Introduction: Examination of peripheral blood mononuclear cells (PBMCs) via immunophenotyping has been shown to be a useful, non-invasive method of diagnosing acute cellular rejection (ACR) following intestinal transplantation (ITx).[1] Aims: To characterize (1) differences in the peripheral blood T cell immunophenotype during episodes of ACR and viral enteritis and (2) changes in naïve and central/effector memory T cells over time. Methods: An IRB-approved, longitudinal study of ITx recipients was performed. Blood was collected during serial routine visits at least 6 months apart and episodes of graft dysfunction (high fecal outputs, nausea/vomiting, and/or gastrointestinal bleeding). Samples from routine visits were classified as early post-ITx (<5 yrs) and late post-ITx (>5 yrs). PBMC immunophenotyping was performed with multi-color monoclonal antibody panels. Cell fluorescence was acquired on an LSR Fortessa. Analysis was performed with Flowjo V10. Statistical analyses included t-tests using Stata. Results: 11 pediatric ITx recipients who received 14 grafts were included. 57% were liver-intestinal grafts. 28 samples were analyzed (range of 1–5 samples per patient): 20 were collected on routine visits and 8 during episodes of graft dysfunction. There were no significant differences in markers of exhaustion (PD1+, KLRG1+, CD57+), Th17 effector cells, or T regulatory cells in normal (n=11) vs graft dysfunction (n=8). There were multiple statistically significant differences in T cell subsets in the early (n=7) vs late (n=13) groups (Table 1). Naïve T cells were higher in the early post-ITx group and T central memory cells were higher in the late post-ITx group. Conclusion: Over time, there is a shift in the T cell immunophenotype from naïve to central memory cells.

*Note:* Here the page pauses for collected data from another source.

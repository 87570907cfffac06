use std::collections::BTreeMap;
use std::fmt::{Display, Formatter};

/// Normalised query parameter set.
///
/// Keys are kept in sorted order and empty values are dropped, so two parameter sets
/// describing the same request compare equal and render the same query string.
#[derive(Debug, Clone, Default, PartialEq, Eq, Hash, PartialOrd, Ord)]
pub struct QueryParams(BTreeMap<String, String>);

impl QueryParams {
    pub fn new() -> Self {
        Self::default()
    }

    pub fn with(mut self, key: impl Into<String>, value: impl ToString) -> Self {
        self.insert(key, value);
        self
    }

    pub fn with_opt<V: ToString>(mut self, key: impl Into<String>, value: Option<V>) -> Self {
        if let Some(value) = value {
            self.insert(key, value);
        }
        self
    }

    pub fn insert(&mut self, key: impl Into<String>, value: impl ToString) {
        let key = key.into();
        let value = value.to_string();
        let key = key.trim();
        let value = value.trim();
        if key.is_empty() || value.is_empty() {
            return;
        }
        self.0.insert(key.to_owned(), value.to_owned());
    }

    pub fn get(&self, key: &str) -> Option<&str> {
        self.0.get(key).map(String::as_str)
    }

    pub fn is_empty(&self) -> bool {
        self.0.is_empty()
    }

    pub fn len(&self) -> usize {
        self.0.len()
    }

    pub fn iter(&self) -> impl Iterator<Item = (&str, &str)> {
        self.0.iter().map(|(k, v)| (k.as_str(), v.as_str()))
    }

    /// URL-encoded `k=v&k=v` form, without a leading `?`.
    pub fn to_query_string(&self) -> String {
        self.iter()
            .map(|(key, value)| {
                format!(
                    "{}={}",
                    urlencoding::encode(key),
                    urlencoding::encode(value)
                )
            })
            .collect::<Vec<_>>()
            .join("&")
    }
}

impl<K: Into<String>, V: ToString> FromIterator<(K, V)> for QueryParams {
    fn from_iter<I: IntoIterator<Item = (K, V)>>(iter: I) -> Self {
        let mut params = Self::new();
        for (key, value) in iter {
            params.insert(key, value);
        }
        params
    }
}

impl Display for QueryParams {
    fn fmt(&self, f: &mut Formatter<'_>) -> std::fmt::Result {
        f.write_str(&self.to_query_string())
    }
}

Additional studies are needed with larger cohorts to identify T cell differences associated with episodes of graft dysfunction. Further elucidating T cell immunophenotypes over time will lead to a better understanding of immune memory and its clinical implications in ITx.FigureReference: 1. Ashokkumar C et al. Allospecific CD154+ T cells identify rejection-prone recipients after pediatric small-bowel transplantation. Surgery. 2009; 146:166–73.